Physicians who were briefed before the consultation were highly satisfied. Some specific benefits in a urogynecology setting were raised during the study, such as the availability of a bladder diary, which in our practice represents a prerequisite for the prescription of anticholinergic medication. If a bladder diary is not available at the first clinic visit, patients need to be scheduled for another appointment to initiate the therapy.

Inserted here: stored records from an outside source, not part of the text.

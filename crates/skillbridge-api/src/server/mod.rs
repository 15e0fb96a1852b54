//! Web server for the delegation API.

pub mod router;
pub mod types;

pub use router::create_router;
pub use types::{MAX_REQUEST_BODY_SIZE, ServerState};

use std::future::Future;
use std::net::SocketAddr;
use tokio::net::TcpListener;

/// Serve on an already bound listener until `shutdown` resolves.
pub async fn serve<F>(listener: TcpListener, state: ServerState, shutdown: F) -> anyhow::Result<()>
where
    F: Future<Output = ()> + Send + 'static,
{
    let state_for_cleanup = state.clone();
    let app = create_router(state);

    axum::serve(listener, app)
        .with_graceful_shutdown(shutdown)
        .await?;

    crate::shutdown::cleanup_resources(&state_for_cleanup).await;
    Ok(())
}

/// Start the web server on a specific address.
///
/// Returns after Ctrl+C or SIGTERM once in-flight requests have drained.
pub async fn run(bind: SocketAddr, state: ServerState) -> anyhow::Result<()> {
    let listener = TcpListener::bind(bind).await?;
    tracing::info!(
        "Delegation API listening on http://{} ({} skills registered)",
        listener.local_addr()?,
        state.skills.len()
    );

    serve(listener, state, crate::shutdown::shutdown_signal()).await?;

    tracing::info!("Server shutdown complete");
    Ok(())
}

The strengths of our study are its prospective design and the randomization process. Furthermore, we performed a patient satisfaction assessment using a validated questionnaire, which is commonly used in German-speaking health care institutions. There are several ways to assess patient satisfaction, and such a process represents a significant challenge. Neugebauer and colleagues have highlighted that there is currently no universally recognized definition of the term “satisfaction with health care” [18]. An effective questionnaire-based assessment relies on various factors such as the patient’s first impression of the questionnaire, esthetic aspects, its usability and a limited number of questions. The ZUF-8 fulfills these requirements.

Our study has some limitations. The study question did not permit blinding either patients or physicians to whether a telephone-based interview was performed prior to the visit or not. This creates the possibility for a bias regarding the secondary outcome parameter “patient satisfaction” and “physician satisfaction” and might explain the difference between the intervention and the control group. However, our primary outcome parameter was the objectifiable duration of the clinical visit in minutes. We did not assess the long-term impact of the intervention regarding the number of follow-up visits, proportion of surgical vs. conservative treatment or overall costs per patients. Our findings did not allow conclusions about whether or not shortened consultations would impact the visit’s medical quality.

We did not record the time of the pre-consultation briefing or consider the length of the telephone interview in an overall time-benefit assessment. The intervention under investigation assessed whether valuable physician consultation time in the examination room may be partly substituted by nurse consultation time and in this way increase time efficiency in clinic while at the same time leading to greater satisfaction. The intervention may not decrease overall contact time of the patient with the institution.

In summary, a nurse-led telephone interview prior to a patient’s first urogynecologic outpatient visit is a suitable tool to save time in clinic and improve patients’ and physicians’ satisfaction.

Based on our findings, we hypothesize that training nurses for a telephone interview could decrease the number of follow-up visits and referrals. Also, future studies could address cost efficiency and long-term measurable efficiency of such an intervention.